■ ACTIVITY
Give every line from the entries that contains "Some".

■ Stored entries
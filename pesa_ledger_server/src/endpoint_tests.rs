//! HTTP-level tests against a real Sqlite backend. The gateway client is never touched: webhooks
//! and wallet reads drive everything through the engine directly.

use actix_web::{
    body::MessageBody,
    http::StatusCode,
    test,
    test::TestRequest,
    web,
    App,
};
use pesa_ledger_engine::{
    db_types::{IntentChannel, IntentStatus, NewPaymentIntent},
    events::EventProducers,
    test_utils::prepare_env::prepare_test_env,
    traits::AccountManagement,
    SettlementApi,
    SqliteDatabase,
    WalletApi,
};
use plg_common::{Secret, Tzs};

use crate::{
    config::ServerConfig,
    data_objects::{GiftRequest, WebhookAck},
    gateway_routes::GatewayWebhookRoute,
    helpers::calculate_hmac,
    middleware::HmacMiddlewareFactory,
    routes::{health, persist_intent_or_log, GiftRoute, WalletRoute},
};

const WEBHOOK_SECRET: &str = "test-webhook-secret";

async fn test_db(name: &str) -> SqliteDatabase {
    let url = format!("sqlite://../data/test_server_{name}.db");
    prepare_test_env(&url).await;
    SqliteDatabase::new_with_url(&url, 5).await.expect("Error creating database")
}

fn test_config() -> ServerConfig {
    ServerConfig { webhook_secret: Some(Secret::new(WEBHOOK_SECRET.into())), ..Default::default() }
}

macro_rules! test_app {
    ($db:expr) => {{
        let settlement_api = SettlementApi::new($db.clone(), EventProducers::default());
        let wallet_api = WalletApi::new($db.clone());
        let config = test_config();
        let webhook_scope = web::scope("/gateway")
            .wrap(HmacMiddlewareFactory::new("X-Gateway-Signature", config.webhook_secret.clone()))
            .service(GatewayWebhookRoute::<SqliteDatabase>::new());
        let app = App::new()
            .app_data(web::Data::new(settlement_api))
            .app_data(web::Data::new(wallet_api))
            .app_data(web::Data::new(config))
            .service(health)
            .service(GiftRoute::<SqliteDatabase>::new())
            .service(WalletRoute::<SqliteDatabase>::new())
            .service(webhook_scope);
        test::init_service(app).await
    }};
}

#[actix_web::test]
async fn health_check() {
    let db = test_db("health").await;
    let service = test_app!(db);
    let req = TestRequest::get().uri("/health").to_request();
    let res = test::call_service(&service, req).await;
    assert_eq!(res.status(), StatusCode::OK);
    let body = res.into_body().try_into_bytes().unwrap();
    assert_eq!(body.as_ref(), "👍️\n".as_bytes());
}

#[actix_web::test]
async fn webhook_requires_a_valid_signature() {
    let db = test_db("webhook_hmac").await;
    let service = test_app!(db);
    let body = br#"{"reference": "PAY-sig", "status": "completed", "amount": 1000}"#;

    // No signature header at all
    let req = TestRequest::post().uri("/gateway/webhook").set_payload(body.as_ref()).to_request();
    let res = test::try_call_service(&service, req).await;
    assert!(res.is_err(), "Unsigned webhook should be rejected");

    // A signature under the wrong key
    let bad_sig = calculate_hmac("wrong-secret", body);
    let req = TestRequest::post()
        .uri("/gateway/webhook")
        .insert_header(("X-Gateway-Signature", bad_sig))
        .set_payload(body.as_ref())
        .to_request();
    let res = test::try_call_service(&service, req).await;
    assert!(res.is_err(), "Webhook with a bad signature should be rejected");
}

#[actix_web::test]
async fn signed_completion_webhook_settles_the_payment() {
    let db = test_db("webhook_settle").await;
    let api = SettlementApi::new(db.clone(), EventProducers::default());
    let intent = NewPaymentIntent::coin_topup(
        "PAY-wh-1".into(),
        "user-wh".into(),
        Tzs::from(10_000),
        IntentChannel::Mobile,
        "idk-wh-1".into(),
    );
    api.insert_intent(intent).await.expect("Error storing intent");

    let service = test_app!(db);
    let body = br#"{"event": "payment.completed", "data": {"reference": "PAY-wh-1", "status": "completed"}}"#;
    let sig = calculate_hmac(WEBHOOK_SECRET, body);
    let req = TestRequest::post()
        .uri("/gateway/webhook")
        .insert_header(("X-Gateway-Signature", sig))
        .set_payload(body.as_ref())
        .to_request();
    let ack: WebhookAck = test::call_and_read_body_json(&service, req).await;
    assert!(ack.received);
    assert_eq!(ack.reference, "PAY-wh-1");

    let intent = db.fetch_intent_by_reference("PAY-wh-1").await.unwrap().unwrap();
    assert_eq!(intent.status, IntentStatus::Completed);
    let wallet = db.fetch_coin_wallet("user-wh").await.unwrap().unwrap();
    assert_eq!(wallet.balance.value(), 1_000);
}

#[actix_web::test]
async fn failed_webhook_after_settlement_claws_the_credit_back() {
    let db = test_db("failed_after_settle").await;
    let api = SettlementApi::new(db.clone(), EventProducers::default());
    let intent = NewPaymentIntent::coin_topup(
        "PAY-wh-2".into(),
        "user-fail".into(),
        Tzs::from(10_000),
        IntentChannel::Mobile,
        "idk-wh-2".into(),
    );
    api.insert_intent(intent).await.expect("Error storing intent");

    let service = test_app!(db);
    let body = br#"{"event": "payment.completed", "data": {"reference": "PAY-wh-2", "status": "completed"}}"#;
    let sig = calculate_hmac(WEBHOOK_SECRET, body);
    let req = TestRequest::post()
        .uri("/gateway/webhook")
        .insert_header(("X-Gateway-Signature", sig))
        .set_payload(body.as_ref())
        .to_request();
    let ack: WebhookAck = test::call_and_read_body_json(&service, req).await;
    assert!(ack.received);
    let wallet = db.fetch_coin_wallet("user-fail").await.unwrap().unwrap();
    assert_eq!(wallet.balance.value(), 1_000);

    // The gateway walks the confirmation back; the credited coins must come off again
    let body = br#"{"event": "payment.failed", "data": {"reference": "PAY-wh-2", "status": "failed"}}"#;
    let sig = calculate_hmac(WEBHOOK_SECRET, body);
    let req = TestRequest::post()
        .uri("/gateway/webhook")
        .insert_header(("X-Gateway-Signature", sig))
        .set_payload(body.as_ref())
        .to_request();
    let ack: WebhookAck = test::call_and_read_body_json(&service, req).await;
    assert!(ack.received);
    let intent = db.fetch_intent_by_reference("PAY-wh-2").await.unwrap().unwrap();
    assert_eq!(intent.status, IntentStatus::Reversed);
    let wallet = db.fetch_coin_wallet("user-fail").await.unwrap().unwrap();
    assert_eq!(wallet.balance.value(), 0);
}

#[actix_web::test]
async fn unknown_wallet_reads_as_zero_balance() {
    let db = test_db("wallet_zero").await;
    let service = test_app!(db);
    let req = TestRequest::get().uri("/wallet/nobody-yet").to_request();
    let body: serde_json::Value = test::call_and_read_body_json(&service, req).await;
    assert_eq!(body["user_id"], "nobody-yet");
    assert_eq!(body["balance"], 0);
}

#[actix_web::test]
async fn intent_creation_answers_even_when_the_local_write_fails() {
    let db = test_db("persist_failure").await;
    // Make every intent insert fail, as a wedged database would
    sqlx::query(
        "CREATE TRIGGER block_intent_inserts BEFORE INSERT ON payment_intents BEGIN SELECT RAISE(ABORT, 'no room at \
         the inn'); END;",
    )
    .execute(db.pool())
    .await
    .expect("Error installing trigger");
    let api = SettlementApi::new(db.clone(), EventProducers::default());
    let intent = NewPaymentIntent::coin_topup(
        "PAY-wedge-1".into(),
        "user-wedge".into(),
        Tzs::from(5_000),
        IntentChannel::Mobile,
        "idk-wedge-1".into(),
    );
    // The gateway side already exists, so the client still gets the reference and payment URL
    let response = persist_intent_or_log(&api, intent, Some("https://pay.example/wedge".into())).await;
    assert_eq!(response.reference, "PAY-wedge-1");
    assert_eq!(response.status, IntentStatus::Pending);
    assert!(response.created);
    assert_eq!(response.payment_url.as_deref(), Some("https://pay.example/wedge"));
    assert!(db.fetch_intent_by_reference("PAY-wedge-1").await.unwrap().is_none());
}

#[actix_web::test]
async fn self_gift_is_rejected() {
    let db = test_db("self_gift").await;
    let service = test_app!(db);
    let gift = GiftRequest {
        sender_id: "user-a".into(),
        recipient_id: "user-a".into(),
        coins: 100.into(),
        reference: None,
        memo: None,
    };
    let req = TestRequest::post().uri("/gifts").set_json(&gift).to_request();
    let res = test::call_service(&service, req).await;
    assert_eq!(res.status(), StatusCode::BAD_REQUEST);
}
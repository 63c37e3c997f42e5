//! Withdrawal, payout-resolution and gift-transfer flows against a real Sqlite database.
//!
//! Run with `cargo test --features test_features`.

use pesa_ledger_engine::{
    db_types::{IntentChannel, NewPaymentIntent, WithdrawalStatus},
    events::EventProducers,
    test_utils::{
        prepare_env::prepare_test_env,
        seed::{seed_order, seed_payout_destination},
    },
    AccountManagement,
    FeeSchedule,
    LedgerError,
    SettlementApi,
    SettlementError,
    SqliteDatabase,
};
use plg_common::{Coins, Tzs};

const COIN_RATE: f64 = 0.1;

fn fees() -> FeeSchedule {
    FeeSchedule { platform_rate: 0.05, flat_fee: Tzs::from(500), minimum: Tzs::from(10_000) }
}

async fn new_api(name: &str) -> SettlementApi<SqliteDatabase> {
    let url = format!("sqlite://../data/test_{name}.db");
    prepare_test_env(&url).await;
    let db = SqliteDatabase::new_with_url(&url, 5).await.expect("Error creating database");
    SettlementApi::new(db, EventProducers::default())
}

/// Credits `user_id` with a settled top-up of `amount`.
async fn fund_user(api: &SettlementApi<SqliteDatabase>, user_id: &str, amount: Tzs) {
    let reference = format!("PAY-fund-{user_id}");
    let intent = NewPaymentIntent::coin_topup(
        reference.clone(),
        user_id.to_string(),
        amount,
        IntentChannel::Mobile,
        format!("idk-fund-{user_id}"),
    );
    api.insert_intent(intent).await.expect("Error storing intent");
    api.process_completed_payment(&reference, COIN_RATE, None).await.expect("Error settling top-up");
}

#[tokio::test]
async fn withdrawal_debits_pessimistically_with_fees() {
    let api = new_api("withdrawal_fees").await;
    fund_user(&api, "user-1", Tzs::from(50_000)).await;
    seed_payout_destination(api.db(), "user-1", "+255712000001", "Asha M").await;

    let withdrawal = api
        .create_withdrawal("user-1", Tzs::from(30_000), COIN_RATE, &fees(), "WD-1".into(), "idk-wd-1".into())
        .await
        .expect("Error creating withdrawal");
    // 5% of 30,000 plus the 500 flat fee
    assert_eq!(withdrawal.fee_amount, Tzs::from(2_000));
    assert_eq!(withdrawal.net_amount, Tzs::from(28_000));
    assert_eq!(withdrawal.coins, Coins::from(3_000));
    assert_eq!(withdrawal.status, WithdrawalStatus::Pending);
    assert_eq!(withdrawal.msisdn, "+255712000001");

    // The wallet is debited before any payout is submitted
    let wallet = api.db().fetch_coin_wallet("user-1").await.unwrap().unwrap();
    assert_eq!(wallet.balance, Coins::from(2_000));

    let pending = api.pending_payout_references().await.expect("Error listing pending payouts");
    assert_eq!(pending, vec!["WD-1".to_string()]);
}

#[tokio::test]
async fn withdrawal_guards() {
    let api = new_api("withdrawal_guards").await;
    fund_user(&api, "user-2", Tzs::from(20_000)).await;

    // Below the payout minimum
    let err = api
        .create_withdrawal("user-2", Tzs::from(5_000), COIN_RATE, &fees(), "WD-min".into(), "idk-wd-min".into())
        .await
        .unwrap_err();
    assert!(matches!(err, SettlementError::BelowMinimum(_)));
    assert!(err.is_user_error());

    // No payout destination on file
    let err = api
        .create_withdrawal("user-2", Tzs::from(15_000), COIN_RATE, &fees(), "WD-dest".into(), "idk-wd-dest".into())
        .await
        .unwrap_err();
    assert!(matches!(err, SettlementError::NoPayoutDestination(_)));

    // Balance is 2,000 coins; a 50,000 TZS withdrawal needs 5,000
    seed_payout_destination(api.db(), "user-2", "+255712000002", "Neema K").await;
    let err = api
        .create_withdrawal("user-2", Tzs::from(50_000), COIN_RATE, &fees(), "WD-funds".into(), "idk-wd-funds".into())
        .await
        .unwrap_err();
    assert!(matches!(err, SettlementError::LedgerError(LedgerError::InsufficientFunds(_))));
    assert!(err.is_user_error());

    // The failed attempt must not have touched the wallet
    let wallet = api.db().fetch_coin_wallet("user-2").await.unwrap().unwrap();
    assert_eq!(wallet.balance, Coins::from(2_000));
}

#[tokio::test]
async fn failed_payout_restores_the_balance_exactly_once() {
    let api = new_api("failed_payout").await;
    fund_user(&api, "user-3", Tzs::from(50_000)).await;
    seed_payout_destination(api.db(), "user-3", "+255712000003", "Juma T").await;
    api.create_withdrawal("user-3", Tzs::from(30_000), COIN_RATE, &fees(), "WD-fail".into(), "idk-wd-fail".into())
        .await
        .expect("Error creating withdrawal");

    let resolution =
        api.process_payout_resolution("WD-fail", false).await.expect("Error resolving").expect("Resolution expected");
    assert_eq!(resolution.status, WithdrawalStatus::Failed);
    assert!(resolution.restored);
    let wallet = api.db().fetch_coin_wallet("user-3").await.unwrap().unwrap();
    assert_eq!(wallet.balance, Coins::from(5_000));

    // A replayed failure webhook finds nothing pending and restores nothing
    let replay = api.process_payout_resolution("WD-fail", false).await.expect("Error on replay");
    assert!(replay.is_none());
    let wallet = api.db().fetch_coin_wallet("user-3").await.unwrap().unwrap();
    assert_eq!(wallet.balance, Coins::from(5_000));

    // An unknown payout reference is an error, not a silent no-op
    let err = api.process_payout_resolution("WD-nope", false).await.unwrap_err();
    assert!(matches!(err, SettlementError::LedgerError(LedgerError::WithdrawalNotFound(_))));
}

#[tokio::test]
async fn shop_withdrawal_resolves_against_the_settlement_ledger() {
    let api = new_api("shop_withdrawal").await;
    seed_order(api.db(), "ord-300", "shop-3", "user-4", Tzs::from(80_000), &[("prod-d", 1, Tzs::from(80_000))]).await;
    let intent = NewPaymentIntent::shop_order(
        "PAY-shop-wd".into(),
        "user-4".into(),
        Tzs::from(80_000),
        IntentChannel::Mobile,
        "ord-300".into(),
        "idk-shop-wd".into(),
    );
    api.insert_intent(intent).await.expect("Error storing intent");
    api.process_completed_payment("PAY-shop-wd", COIN_RATE, None).await.expect("Error settling order");
    seed_payout_destination(api.db(), "shop-3", "+255712000004", "Duka la Vitabu").await;

    let withdrawal = api
        .create_shop_withdrawal("shop-3", Tzs::from(60_000), &fees(), "WD-shop-1".into(), "idk-wd-shop-1".into())
        .await
        .expect("Error creating shop withdrawal");
    assert_eq!(withdrawal.fee_amount, Tzs::from(3_500));
    assert_eq!(withdrawal.net_amount, Tzs::from(56_500));
    let wallet = api.db().fetch_shop_wallet("shop-3").await.unwrap().unwrap();
    assert_eq!(wallet.balance, Tzs::from(20_000));

    // A successful payout completes without touching the balance again
    let resolution = api
        .process_payout_resolution("WD-shop-1", true)
        .await
        .expect("Error resolving")
        .expect("Resolution expected");
    assert_eq!(resolution.status, WithdrawalStatus::Completed);
    assert!(!resolution.restored);
    assert_eq!(resolution.net_amount, Tzs::from(56_500));
    let wallet = api.db().fetch_shop_wallet("shop-3").await.unwrap().unwrap();
    assert_eq!(wallet.balance, Tzs::from(20_000));
    let pending = api.pending_payout_references().await.expect("Error listing pending payouts");
    assert!(pending.is_empty());
}

#[tokio::test]
async fn gift_transfer_is_atomic_and_idempotent() {
    let api = new_api("gift_transfer").await;
    fund_user(&api, "sender-1", Tzs::from(10_000)).await;

    let transfer = api
        .transfer_gift("sender-1", "recipient-1", Coins::from(200), "GIFT-1", Some("kwa zawadi".into()))
        .await
        .expect("Error transferring gift");
    assert_eq!(transfer.sender_balance, Coins::from(800));
    assert_eq!(transfer.recipient_balance, Coins::from(200));

    // Replaying the same gift reference moves nothing
    let replay = api
        .transfer_gift("sender-1", "recipient-1", Coins::from(200), "GIFT-1", None)
        .await
        .expect("Error on gift replay");
    assert_eq!(replay.sender_balance, Coins::from(800));
    assert_eq!(replay.recipient_balance, Coins::from(200));

    // An over-balance gift fails and leaves both wallets untouched
    let err = api.transfer_gift("sender-1", "recipient-1", Coins::from(5_000), "GIFT-2", None).await.unwrap_err();
    assert!(matches!(err, SettlementError::LedgerError(LedgerError::InsufficientFunds(_))));
    let sender = api.db().fetch_coin_wallet("sender-1").await.unwrap().unwrap();
    let recipient = api.db().fetch_coin_wallet("recipient-1").await.unwrap().unwrap();
    assert_eq!(sender.balance, Coins::from(800));
    assert_eq!(recipient.balance, Coins::from(200));
}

■ RESPONSE TO THIS EXERCISE
    ServerConfig { webhook_secret: Some(Secret::new(WEBHOOK_SECRET.into())), ..Default::default() }
    let response = persist_intent_or_log(&api, intent, Some("https://pay.example/wedge".into())).await;
    assert_eq!(response.payment_url.as_deref(), Some("https://pay.example/wedge"));
        .transfer_gift("sender-1", "recipient-1", Coins::from(200), "GIFT-1", Some("kwa zawadi".into()))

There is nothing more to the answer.